#### What to do:
From the data, copy out every line in which the word "fitting" appears.
^^^^^^^^
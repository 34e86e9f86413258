//! Command-line parsing for the integral-matching estimator.
//!
//! The goal of this module is to keep **argument parsing** and **command dispatch**
//! separate from the fitting code.

use std::path::PathBuf;

use clap::{Parser, Subcommand};

use crate::domain::SmoothingKind;

/// Top-level CLI.
#[derive(Debug, Parser)]
#[command(
    name = "imfit",
    version,
    about = "Integral-matching initial estimates for ODE systems linear in their parameters"
)]
pub struct Cli {
    /// Log verbosity level (trace, debug, info, warn, error).
    #[arg(long, global = true, default_value = "warn")]
    pub log_level: tracing::Level,

    #[command(subcommand)]
    pub command: Command,
}

/// CLI subcommands.
#[derive(Debug, Subcommand)]
pub enum Command {
    /// Estimate parameters (and unknown initial conditions) for every observation set.
    Fit(FitArgs),
    /// Parse a model and print its free terms, sensitivities and parameter dependencies.
    Check(CheckArgs),
}

/// Options for fitting.
///
/// Flags left unset fall back to the model file, then to built-in defaults.
#[derive(Debug, Parser, Clone)]
pub struct FitArgs {
    /// Model JSON (equations, parameters, initial conditions, bounds, ...).
    #[arg(long, value_name = "JSON")]
    pub model: PathBuf,

    /// Observation CSV in long format (`[set,]variable,time,value`).
    #[arg(long, value_name = "CSV")]
    pub data: PathBuf,

    /// Smoothing strategy.
    #[arg(long, value_enum)]
    pub smoothing: Option<SmoothingKind>,

    /// Number of grid points (0 = largest series length). Ignored by kernel smoothing.
    #[arg(long)]
    pub grid_size: Option<usize>,

    /// Kernel bandwidth as a multiple of the largest observation gap.
    #[arg(long)]
    pub bw_factor: Option<f64>,

    /// Write per-set estimates to a JSON file.
    #[arg(long, value_name = "JSON")]
    pub output: Option<PathBuf>,

    /// Write smoothed trajectories to a CSV file.
    #[arg(long, value_name = "CSV")]
    pub trajectories: Option<PathBuf>,
}

/// Options for model checking.
#[derive(Debug, Parser, Clone)]
pub struct CheckArgs {
    /// Model JSON to check.
    #[arg(long, value_name = "JSON")]
    pub model: PathBuf,
}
^^^^^^^^
#### Reply to the task:
//! separate from the fitting code.
/// Options for fitting.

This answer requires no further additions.